Tiago Rodrigues devient le nouveau directeur du Festival en 2023, succédant à Olivier Py. A cette occasion, son éditeur français, Les Solitaires Intempestifs propose la réunion de ses pièces traduites entre 2011 et 2015 dans leur version française de Thomas Resendes et de Thomas Quillardet pour la pièce Tristesse et joie dans la vie des girafes. Il s’agit d’un volume 1, dans l’attente de la suite d’une édition des textes postérieurs.
Ce volume propose également deux œuvres inédites, de la même période (2012 et 2013) : Trois doigts au– dessous du genou et Entre les lignes. Ainsi l’auteur prolifique dessine t-il un long parcours théâtral.
La simple chronologie, qui organise selon les dates de parution, le livre n’est pas l’essentiel de cette entreprise éditoriale. Tout d’abord, d’une pièce à l’autre, Rodrigues campe son écriture sur la terre de ses propres références dramatiques.
De manière évidente, l’ensemble des titres « antiques » comme réécriture : Antoine et Cléopâtre dans la veine shakespearienne et les trois tragédies grecques, Iphigénie, Agamemnon et Electre ainsi que la source romanesque avec Bovary, disent qu’écrire du théâtre signifie écrire à partir d’une « bibliothèque » universelle, idéale pour Rodrigues.

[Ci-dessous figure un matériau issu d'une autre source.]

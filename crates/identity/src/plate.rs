//! Vehicle plates: legacy `LLL-NNNN` and regional `LLLNLNN`.

use serde::{Deserialize, Serialize};

use bulkyard_core::{DomainError, DomainResult, ValueObject};

#[derive(Debug, Copy, Clone, PartialEq, Eq, Serialize, Deserialize)]
#[serde(rename_all = "snake_case")]
pub enum PlateFormat {
    /// Three letters, four digits; written with a hyphen.
    Legacy,
    /// Three letters, digit, letter, two digits; written without separator.
    Regional,
}

fn stripped(raw: &str) -> Vec<char> {
    raw.chars()
        .filter(char::is_ascii_alphanumeric)
        .map(|c| c.to_ascii_uppercase())
        .collect()
}

/// Detect the plate format after stripping separators and case.
pub fn plate_format(raw: &str) -> Option<PlateFormat> {
    let c = stripped(raw);
    if c.len() != 7 || !c[..3].iter().all(char::is_ascii_alphabetic) {
        return None;
    }
    let digit = |i: usize| c[i].is_ascii_digit();
    if digit(3) && digit(4) && digit(5) && digit(6) {
        Some(PlateFormat::Legacy)
    } else if digit(3) && c[4].is_ascii_alphabetic() && digit(5) && digit(6) {
        Some(PlateFormat::Regional)
    } else {
        None
    }
}

pub fn is_valid_plate(raw: &str) -> bool {
    plate_format(raw).is_some()
}

/// Canonical form: `ABC-1234` for legacy plates, `ABC1D23` for regional ones.
/// Unrecognised input comes back uppercased and alphanumeric, cut to 7 chars.
pub fn normalize_plate(raw: &str) -> String {
    let c = stripped(raw);
    match plate_format(raw) {
        Some(PlateFormat::Legacy) => {
            let letters: String = c[..3].iter().collect();
            let digits: String = c[3..].iter().collect();
            format!("{letters}-{digits}")
        }
        Some(PlateFormat::Regional) => c.iter().collect(),
        None => c.iter().take(7).collect(),
    }
}

/// A validated plate in canonical form.
#[derive(Debug, Clone, PartialEq, Eq, Hash, Serialize, Deserialize)]
#[serde(try_from = "String", into = "String")]
pub struct VehiclePlate(String);

impl VehiclePlate {
    pub fn parse(raw: &str) -> DomainResult<Self> {
        if !is_valid_plate(raw) {
            return Err(DomainError::InvalidPlate(raw.trim().to_string()));
        }
        Ok(Self(normalize_plate(raw)))
    }

    pub fn as_str(&self) -> &str {
        &self.0
    }

    pub fn format(&self) -> PlateFormat {
        if self.0.contains('-') {
            PlateFormat::Legacy
        } else {
            PlateFormat::Regional
        }
    }
}

impl ValueObject for VehiclePlate {}

impl TryFrom<String> for VehiclePlate {
    type Error = DomainError;

    fn try_from(value: String) -> Result<Self, Self::Error> {
        Self::parse(&value)
    }
}

impl From<VehiclePlate> for String {
    fn from(value: VehiclePlate) -> Self {
        value.0
    }
}

impl core::fmt::Display for VehiclePlate {
    fn fmt(&self, f: &mut core::fmt::Formatter<'_>) -> core::fmt::Result {
        f.write_str(&self.0)
    }
}

#[cfg(test)]
mod tests {
    use super::*;
    use proptest::prelude::*;

    #[test]
    fn legacy_plate_gets_hyphen() {
        assert_eq!(normalize_plate("ABC1234"), "ABC-1234");
        assert!(is_valid_plate("ABC1234"));
        assert_eq!(normalize_plate("abc-1234"), "ABC-1234");
    }

    #[test]
    fn regional_plate_has_no_hyphen() {
        assert!(is_valid_plate("ABC1D23"));
        assert_eq!(normalize_plate("abc 1d23"), "ABC1D23");
        assert_eq!(VehiclePlate::parse("ABC1D23").unwrap().format(), PlateFormat::Regional);
    }

    #[test]
    fn short_or_malformed_plates_are_rejected() {
        assert!(!is_valid_plate("ABC12"));
        assert!(!is_valid_plate("1BC1234"));
        assert!(!is_valid_plate("ABCD123"));
        assert!(!is_valid_plate(""));
        assert_eq!(
            VehiclePlate::parse("ABC12"),
            Err(DomainError::InvalidPlate("ABC12".to_string()))
        );
    }

    #[test]
    fn best_effort_normalization_for_garbage() {
        assert_eq!(normalize_plate("ab-c12"), "ABC12");
        assert_eq!(normalize_plate("toolongplate99"), "TOOLONG");
    }

    proptest! {
        #[test]
        fn normalization_is_idempotent_for_valid_plates(
            letters in "[A-Z]{3}",
            d in 0u32..10,
            mid in "[A-Z0-9]",
            tail in 0u32..100,
        ) {
            let raw = format!("{letters}{d}{mid}{tail:02}");
            prop_assume!(is_valid_plate(&raw));
            let once = normalize_plate(&raw);
            prop_assert_eq!(normalize_plate(&once), once.clone());
            prop_assert!(is_valid_plate(&once));
        }
    }
}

A la fois il cite, emprunte, transforme, détourne pour faire siens tous ces textes fondateurs mais va jusqu’à intégrer aussi, dans ses distributions personnelles, des écrivains comme l’immense Anton Tchekhov (cf. dans la première pièce, Tristesse et joie de la vie des girafes) ou Gustave Flaubert en accusé lors du procès de 1857 intenté contre son célèbre roman (cf. Bovary).
Lorsqu’il s’agit de théâtre, il faut penser certes texte mais surtout représentation et de ce point de vue là, le volume dévoile à la fois l’histoire des scènes dramatiques du Portugal et celle des plateaux français.
D’ailleurs, Rodrigues consacre sa pièce, Trois doigts au-dessus du genou, à la censure inepte du temps de la dictature de Salazar qui s’attaque aussi bien à des auteurs modernes qu’anciens parmi les plus éminents. Le théâtre est politique, évidemment.
La coïncidence de cette publication avec la prise de fonction de Rodrigues à la tête d’un festival international de théâtre tel qu’Avignon n’échappera à personne puisque un certain nombre des pièces « recueillies » ont une histoire avignonnaise. Thomas Quillardet en 2017 a créé Tristesse et joie … en Avignon. En 2015, Rodrigues y monte son Antoine et Cléopâtre.
Tchekhov hante la littérature de Rodrigues et, en 2021, il a mis en scène La Cerisaie dans la Cour d’honneur du Palais des Papes et cet été, en juillet, le public retrouvera l’une de ses pièces les plus connues, By heart (Apprendre par coeur), dans ce même lieu .
Décidément Tiago Rodrigues incarne une vision contemporaine d’un monde théâtral élargi, lui, le polyglotte et l’acteur, l’auteur polygraphe, le metteur en scène et, à partir de cette année, le concepteur du festival in d’Avignon.
marie du crest
Tiago Rodrigues, Théâtre, 2011–2015 , Les Solitaires Intempestifs, 2023, 480 p. — 21,00 €.
D’autres textes récents sont parus chez le même éditeur :
Souffle ( Sopro) suivi de sa façon de mourir en 2018
Catarina et la beauté de tuer des fascistes en 2020
Choeur des amants en 2021 et Dans la mesure de l’impossible en 2022.